[DATA SHOWN Boundary: Start]
/// A linear polynomial: constant offset plus named terms.
#[derive(Clone, PartialEq, Message)]
pub struct Affine {
    #[prost(int64, tag = "1")]
    pub offset: i64,
    #[prost(btree_map = "string, int64", tag = "2")]
    pub terms: BTreeMap<String, i64>,
}

/// A symbolic memory space.
#[derive(Clone, PartialEq, Message)]
pub struct Location {
    #[prost(string, tag = "1")]
    pub name: String,
    #[prost(message, optional, tag = "2")]
    pub unit: Option<Affine>,
}

/// One dimension of a tensor shape.
#[derive(Clone, PartialEq, Message)]
pub struct TensorDim {
    #[prost(uint64, tag = "1")]
    pub size: u64,
    #[prost(int64, tag = "2")]
    pub stride: i64,
}

/// A tensor shape: element type plus dimensions.
#[derive(Clone, PartialEq, Message)]
pub struct Shape {
    #[prost(int32, tag = "1")]
    pub r#type: i32,
    #[prost(message, repeated, tag = "2")]
    pub dims: Vec<TensorDim>,
}

/// A tensor view declaration.
#[derive(Clone, PartialEq, Message)]
pub struct Refinement {
    #[prost(int32, tag = "1")]
    pub dir: i32,
    #[prost(string, tag = "2")]
    pub from: String,
    #[prost(string, tag = "3")]
    pub into: String,
    #[prost(message, repeated, tag = "4")]
    pub access: Vec<Affine>,
    #[prost(message, optional, tag = "5")]
    pub interior_shape: Option<Shape>,
    #[prost(message, optional, tag = "6")]
    pub location: Option<Location>,
    #[prost(bool, tag = "7")]
    pub is_const: bool,
    #[prost(uint64, tag = "8")]
    pub offset: u64,
    #[prost(uint32, optional, tag = "9")]
    pub bank_dim: Option<u32>,
    #[prost(message, optional, tag = "10")]
    pub cache_unit: Option<Affine>,
    #[prost(string, repeated, tag = "11")]
    pub tags: Vec<String>,
}

/// A loop index declaration.
#[derive(Clone, PartialEq, Message)]
pub struct Index {
    #[prost(string, tag = "1")]
    pub name: String,
    #[prost(uint64, tag = "2")]
    pub range: u64,
    #[prost(message, optional, tag = "3")]
    pub affine: Option<Affine>,
    #[prost(string, repeated, tag = "4")]
    pub tags: Vec<String>,
}

#[derive(Clone, PartialEq, Message)]
pub struct Load {
    #[prost(string, tag = "1")]
    pub from: String,
    #[prost(string, tag = "2")]
    pub into: String,
}

#[derive(Clone, PartialEq, Message)]
pub struct Store {
    #[prost(string, tag = "1")]
    pub from: String,
    #[prost(string, tag = "2")]
    pub into: String,
}

#[derive(Clone, PartialEq, Message)]
pub struct Constant {
    #[prost(string, tag = "1")]
    pub name: String,
    #[prost(oneof = "constant::Value", tags = "2, 3")]
    pub value: Option<constant::Value>,
}

/// Nested types for [`Constant`].
pub mod constant {
    #[derive(Clone, PartialEq, ::prost::Oneof)]
    pub enum Value {
        #[prost(int64, tag = "2")]
        Iconst(i64),
        #[prost(double, tag = "3")]
        Fconst(f64),
    }
}

#[derive(Clone, PartialEq, Message)]
pub struct Intrinsic {
    #[prost(string, tag = "1")]
    pub name: String,
    #[prost(int32, tag = "2")]
    pub r#type: i32,
    #[prost(string, repeated, tag = "3")]
    pub inputs: Vec<String>,
    #[prost(string, repeated, tag = "4")]
    pub outputs: Vec<String>,
}

#[derive(Clone, PartialEq, Message)]
pub struct Special {
    #[prost(string, tag = "1")]
    pub name: String,
    #[prost(string, repeated, tag = "2")]
    pub params: Vec<String>,
    #[prost(string, repeated, tag = "3")]
    pub inputs: Vec<String>,
    #[prost(string, repeated, tag = "4")]
    pub outputs: Vec<String>,
}

/// A statement: dependency edges, tags, and one operation payload.
#[derive(Clone, PartialEq, Message)]
pub struct Statement {
    #[prost(uint64, repeated, tag = "1")]
    pub deps: Vec<u64>,
    #[prost(string, repeated, tag = "2")]
    pub tags: Vec<String>,
    #[prost(oneof = "statement::Op", tags = "3, 4, 5, 6, 7, 8")]
    pub op: Option<statement::Op>,
}

/// Nested types for [`Statement`].
pub mod statement {
    #[derive(Clone, PartialEq, ::prost::Oneof)]
    pub enum Op {
        #[prost(message, tag = "3")]
        Load(super::Load),
        #[prost(message, tag = "4")]
        Store(super::Store),
        #[prost(message, tag = "5")]
        Constant(super::Constant),
        #[prost(message, tag = "6")]
        Intrinsic(super::Intrinsic),
        #[prost(message, tag = "7")]
        Special(super::Special),
        #[prost(message, tag = "8")]
        Block(Box<super::Block>),
    }
}

/// A block of the IR.
#[derive(Clone, PartialEq, Message)]
pub struct Block {
    #[prost(string, tag = "1")]
    pub name: String,
    #[prost(string, tag = "2")]
    pub comments: String,
    #[prost(message, repeated, tag = "3")]
    pub idxs: Vec<Index>,
    #[prost(message, repeated, tag = "4")]
    pub constraints: Vec<Affine>,
    #[prost(message, repeated, tag = "5")]
    pub refs: Vec<Refinement>,
    #[prost(message, repeated, tag = "6")]
    pub stmts: Vec<Statement>,
    #[prost(message, optional, tag = "7")]
    pub location: Option<Location>,
    #[prost(string, repeated, tag = "8")]
    pub tags: Vec<String>,
}

// ---------------------------------------------------------------------------
// IR -> proto
// ---------------------------------------------------------------------------

fn affine_to_proto(affine: &IrAffine) -> Affine {
    let mut out = Affine::default();
    for (name, coeff) in affine.terms() {
        if name.is_empty() {
            out.offset = coeff;
        } else {
            out.terms.insert(name.to_string(), coeff);
        }
    }
    out
}

fn location_to_proto(loc: &ir::Location) -> Location {
    Location {
        name: loc.name.clone(),
        unit: Some(affine_to_proto(&loc.unit)),
    }
}

fn data_type_to_proto(ty: DataType) -> i32 {
    match ty {
        DataType::Boolean => data_type::BOOLEAN,
        DataType::I8 => data_type::I8,
        DataType::I16 => data_type::I16,
        DataType::I32 => data_type::I32,
        DataType::I64 => data_type::I64,
        DataType::U8 => data_type::U8,
        DataType::U16 => data_type::U16,
        DataType::U32 => data_type::U32,
        DataType::U64 => data_type::U64,
        DataType::BF16 => data_type::BF16,
        DataType::F16 => data_type::F16,
        DataType::F32 => data_type::F32,
        DataType::F64 => data_type::F64,
    }
}

fn shape_to_proto(shape: &TensorShape) -> Shape {
    Shape {
        r#type: data_type_to_proto(shape.ty),
        dims: shape
            .dims
            .iter()
            .map(|d| TensorDim { size: d.size, stride: d.stride })
            .collect(),
    }
}

fn refinement_to_proto(r: &ir::Refinement) -> Refinement {
    Refinement {
        dir: match r.dir {
            ir::RefDir::None => ref_dir::NONE,
            ir::RefDir::In => ref_dir::IN,
            ir::RefDir::Out => ref_dir::OUT,
            ir::RefDir::InOut => ref_dir::INOUT,
        },
        from: r.from.clone(),
        into: r.into.clone(),
        access: r.access.iter().map(affine_to_proto).collect(),
        interior_shape: Some(shape_to_proto(&r.interior_shape)),
        location: Some(location_to_proto(&r.location)),
        is_const: r.is_const,
        offset: r.offset,
        bank_dim: r.bank_dim.map(|b| b.dim_pos as u32),
        cache_unit: r.cache_unit.as_ref().map(affine_to_proto),
        tags: r.tags.iter().cloned().collect(),
    }
}

fn index_to_proto(idx: &ir::Index) -> Index {
    Index {
        name: idx.name.clone(),
        range: idx.range,
        affine: Some(affine_to_proto(&idx.affine)),
        tags: idx.tags.iter().cloned().collect(),
    }
}

fn statement_to_proto(stmt: &ir::Statement) -> Statement {
    let op = match stmt {
        ir::Statement::Load(op) => statement::Op::Load(Load {
            from: op.from.clone(),
            into: op.into.clone(),
        }),
        ir::Statement::Store(op) => statement::Op::Store(Store {
            from: op.from.clone(),
            into: op.into.clone(),
        }),
        ir::Statement::Constant(op) => statement::Op::Constant(Constant {
            name: op.name.clone(),
            value: Some(match op.value {
                ir::ConstValue::Int(v) => constant::Value::Iconst(v),
                ir::ConstValue::Float(v) => constant::Value::Fconst(v),
            }),
        }),
        ir::Statement::Intrinsic(op) => statement::Op::Intrinsic(Intrinsic {
            name: op.name.clone(),
            r#type: data_type_to_proto(op.ty),
            inputs: op.inputs.clone(),
            outputs: op.outputs.clone(),
        }),
        ir::Statement::Special(op) => statement::Op::Special(Special {
            name: op.name.clone(),
            params: op.params.clone(),
            inputs: op.inputs.clone(),
            outputs: op.outputs.clone(),
        }),
        ir::Statement::Block(block) => statement::Op::Block(Box::new(block_to_proto(block))),
    };
    Statement {
        deps: stmt.deps().iter().map(|&d| d as u64).collect(),
        tags: stmt.tags().iter().cloned().collect(),
        op: Some(op),
    }
}

/// Converts a block tree to its serialized message form.
pub fn block_to_proto(block: &ir::Block) -> Block {
    Block {
        name: block.name.clone(),
        comments: block.comments.clone(),
        idxs: block.idxs.iter().map(index_to_proto).collect(),
        constraints: block.constraints.iter().map(affine_to_proto).collect(),
        refs: block.refs.iter().map(refinement_to_proto).collect(),
        stmts: block.stmts.iter().map(statement_to_proto).collect(),
        location: Some(location_to_proto(&block.location)),
        tags: block.tags.iter().cloned().collect(),
    }
}
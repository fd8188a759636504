//! Pruning passes: drop refinements and indices nothing references.

use std::collections::HashSet;

use stratum_ir::{Block, Tags};

use crate::alias::run_on_blocks;
use crate::error::CodegenError;

fn prune_refs_in(block: &mut Block) {
    let mut used: HashSet<String> = HashSet::new();
    for stmt in &block.stmts {
        for name in stmt.buffer_reads() {
            used.insert(name.to_string());
        }
        for name in stmt.buffer_writes() {
            used.insert(name.to_string());
        }
    }
    block.refs.retain(|r| used.contains(&r.into));
}

/// Drops refinements of matching blocks that no direct child statement
/// mentions.
pub fn prune_refs_pass(root: &mut Block, reqs: &Tags) -> Result<(), CodegenError> {
    run_on_blocks(root, reqs, |_map, block| {
        prune_refs_in(block);
        Ok(())
    })
}

/// Returns `true` if any access, constraint, or child affine mentions `name`.
fn idx_is_referenced(block: &Block, name: &str) -> bool {
    let in_affine = |affine: &stratum_ir::Affine| affine.get(name) != 0;
    block
        .refs
        .iter()
        .any(|r| r.access.iter().any(in_affine))
        || block.constraints.iter().any(in_affine)
        || block.stmts.iter().any(|stmt| {
            stmt.as_block()
                .is_some_and(|inner| inner.idxs.iter().any(|idx| in_affine(&idx.affine)))
        })
}

fn prune_idxs_in(block: &mut Block) {
    let removable: HashSet<String> = block
        .idxs
        .iter()
        .filter(|idx| idx.range <= 1 && idx.affine.is_zero())
        .filter(|idx| !idx_is_referenced(block, &idx.name))
        .map(|idx| idx.name.clone())
        .collect();
    block.idxs.retain(|idx| !removable.contains(&idx.name));
}

/// Drops indices of matching blocks whose iteration space is a single point
/// and that nothing references.
pub fn prune_idxs_pass(root: &mut Block, reqs: &Tags) -> Result<(), CodegenError> {
    run_on_blocks(root, reqs, |_map, block| {
        prune_idxs_in(block);
        Ok(())
    })
}
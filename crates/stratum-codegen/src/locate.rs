//! Location assignment passes.
//!
//! Pin matching blocks, their immediate sub-blocks, or their local
//! allocations to a concrete memory or processor location.

use stratum_ir::{Block, Location, Tags};

use crate::alias::run_on_blocks;
use crate::error::CodegenError;
use crate::localize::fixup_refs;

/// Options for the `locate_*` passes.
#[derive(Clone, Debug)]
pub struct LocateOptions {
    pub reqs: Tags,
    pub loc: Location,
}

/// Sets the location of every block matching `reqs`.
pub fn locate_block_pass(root: &mut Block, options: &LocateOptions) -> Result<(), CodegenError> {
    run_on_blocks(root, &options.reqs, |_map, block| {
        block.location = options.loc.clone();
        Ok(())
    })
}

/// Sets the location of the immediate sub-blocks of blocks matching `reqs`.
pub fn locate_inner_block_pass(
    root: &mut Block,
    options: &LocateOptions,
) -> Result<(), CodegenError> {
    run_on_blocks(root, &options.reqs, |_map, block| {
        for stmt in &mut block.stmts {
            if let Some(inner) = stmt.as_block_mut() {
                inner.location = options.loc.clone();
            }
        }
        Ok(())
    })
}

/// Sets the location of local allocations of blocks matching `reqs`, and
/// re-binds the views that borrow them.
pub fn locate_memory_pass(root: &mut Block, options: &LocateOptions) -> Result<(), CodegenError> {
    run_on_blocks(root, &options.reqs, |_map, block| {
        let mut moved = Vec::new();
        for r in &mut block.refs {
            if r.dir == stratum_ir::RefDir::None {
                r.location = options.loc.clone();
                moved.push(r.into.clone());
            }
        }
        for name in moved {
            fixup_refs(block, &name)?;
        }
        Ok(())
    })
}

#[cfg(test)]
mod tests {
    use super::*;
    use stratum_ir::{tags, Affine, DataType, RefDir, Refinement, Statement, TensorShape};

    fn program() -> Block {
        let mut inner = Block::new("kernel");
        inner.tags = tags(["kernel"]);
        inner.refs.push(Refinement {
            dir: RefDir::In,
            from: "t".into(),
            into: "t".into(),
            access: vec![Affine::zero()],
            interior_shape: TensorShape::simple(DataType::F32, &[8]),
            location: Location::new("RAM"),
            ..Refinement::default()
        });

        let mut main = Block::new("main");
        main.tags = tags(["main"]);
        main.refs.push(Refinement {
            into: "t".into(),
            access: vec![Affine::zero()],
            interior_shape: TensorShape::simple(DataType::F32, &[8]),
            location: Location::new("RAM"),
            ..Refinement::default()
        });
        main.stmts.push(Statement::from(inner));

        let mut root = Block::new("program");
        root.tags = tags(["program"]);
        root.stmts.push(Statement::from(main));
        root
    }

    #[test]
    fn locate_block_sets_location() {
        let mut root = program();
        let options = LocateOptions { reqs: tags(["main"]), loc: Location::new("DRAM") };
        locate_block_pass(&mut root, &options).unwrap();
        assert_eq!(root.sub_block(0).unwrap().location.name, "DRAM");
        assert_eq!(root.location.name, "");
    }

    #[test]
    fn locate_inner_block_sets_children() {
        let mut root = program();
        let options = LocateOptions { reqs: tags(["main"]), loc: Location::new("PROC") };
        locate_inner_block_pass(&mut root, &options).unwrap();
        let main = root.sub_block(0).unwrap();
        assert_eq!(main.location.name, "");
        assert_eq!(main.sub_block(0).unwrap().location.name, "PROC");
    }

    #[test]
    fn locate_memory_moves_allocs_and_views() {
        let mut root = program();
        let options = LocateOptions { reqs: tags(["main"]), loc: Location::new("SRAM") };
        locate_memory_pass(&mut root, &options).unwrap();
        let main = root.sub_block(0).unwrap();
        assert_eq!(main.ref_by_into("t").unwrap().location.name, "SRAM");
        // The borrowing view follows its allocation.
        let kernel = main.sub_block(0).unwrap();
        assert_eq!(kernel.refs[0].location.name, "SRAM");
    }
}
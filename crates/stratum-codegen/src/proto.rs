//! Protobuf pass-configuration messages via prost derive.
//!
//! A `Config` is an ordered list of named passes; each pass carries exactly
//! one kind-specific options record. The driver validates and converts these
//! into the native option structs before dispatch.

use prost::Message;

pub use stratum_ir::proto::{Affine, Location};

/// Options for passes that only select blocks by tag.
#[derive(Clone, PartialEq, Message)]
pub struct GenericPass {
    #[prost(string, repeated, tag = "1")]
    pub reqs: Vec<String>,
}

/// Options for the `locate_*` passes.
#[derive(Clone, PartialEq, Message)]
pub struct LocatePass {
    #[prost(string, repeated, tag = "1")]
    pub reqs: Vec<String>,
    #[prost(message, optional, tag = "2")]
    pub loc: Option<Location>,
}

/// Options for the cache pass. `dirs` uses `Refinement.dir` values.
#[derive(Clone, PartialEq, Message)]
pub struct CachePass {
    #[prost(string, repeated, tag = "1")]
    pub reqs: Vec<String>,
    #[prost(int32, repeated, tag = "2")]
    pub dirs: Vec<i32>,
    #[prost(message, optional, tag = "3")]
    pub mem_loc: Option<Location>,
    #[prost(message, optional, tag = "4")]
    pub xfer_loc: Option<Location>,
}

/// Options for the schedule pass.
#[derive(Clone, PartialEq, Message)]
pub struct SchedulePass {
    #[prost(string, repeated, tag = "1")]
    pub reqs: Vec<String>,
    #[prost(message, optional, tag = "2")]
    pub mem_loc: Option<Location>,
    #[prost(uint64, tag = "3")]
    pub mem_kib: u64,
    #[prost(uint64, tag = "4")]
    pub alignment: u64,
    #[prost(message, optional, tag = "5")]
    pub xfer_loc: Option<Location>,
}

/// One configured pass: a display name plus its kind.
#[derive(Clone, PartialEq, Message)]
pub struct Pass {
    #[prost(string, tag = "1")]
    pub name: String,
    #[prost(oneof = "pass::Kind", tags = "2, 3, 4, 5, 6, 7, 8, 9, 10")]
    pub kind: Option<pass::Kind>,
}

/// Nested types for [`Pass`].
pub mod pass {
    #[derive(Clone, PartialEq, ::prost::Oneof)]
    pub enum Kind {
        #[prost(message, tag = "2")]
        Cache(super::CachePass),
        #[prost(message, tag = "3")]
        Schedule(super::SchedulePass),
        #[prost(message, tag = "4")]
        ComputeDeps(super::GenericPass),
        #[prost(message, tag = "5")]
        Localize(super::GenericPass),
        #[prost(message, tag = "6")]
        LocateBlock(super::LocatePass),
        #[prost(message, tag = "7")]
        LocateInnerBlock(super::LocatePass),
        #[prost(message, tag = "8")]
        LocateMemory(super::LocatePass),
        #[prost(message, tag = "9")]
        PruneIdxs(super::GenericPass),
        #[prost(message, tag = "10")]
        PruneRefs(super::GenericPass),
    }
}

/// An ordered pass pipeline.
#[derive(Clone, PartialEq, Message)]
pub struct Config {
    #[prost(message, repeated, tag = "1")]
    pub passes: Vec<Pass>,
}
[DATA SHOWN Boundary: End]
INSTRUCTIONS FOR THE TASK: Which lines of the data above contain the string "references"? Copy each of them.

WRITTEN RESPONSE:
//! Pruning passes: drop refinements and indices nothing references.
/// and that nothing references.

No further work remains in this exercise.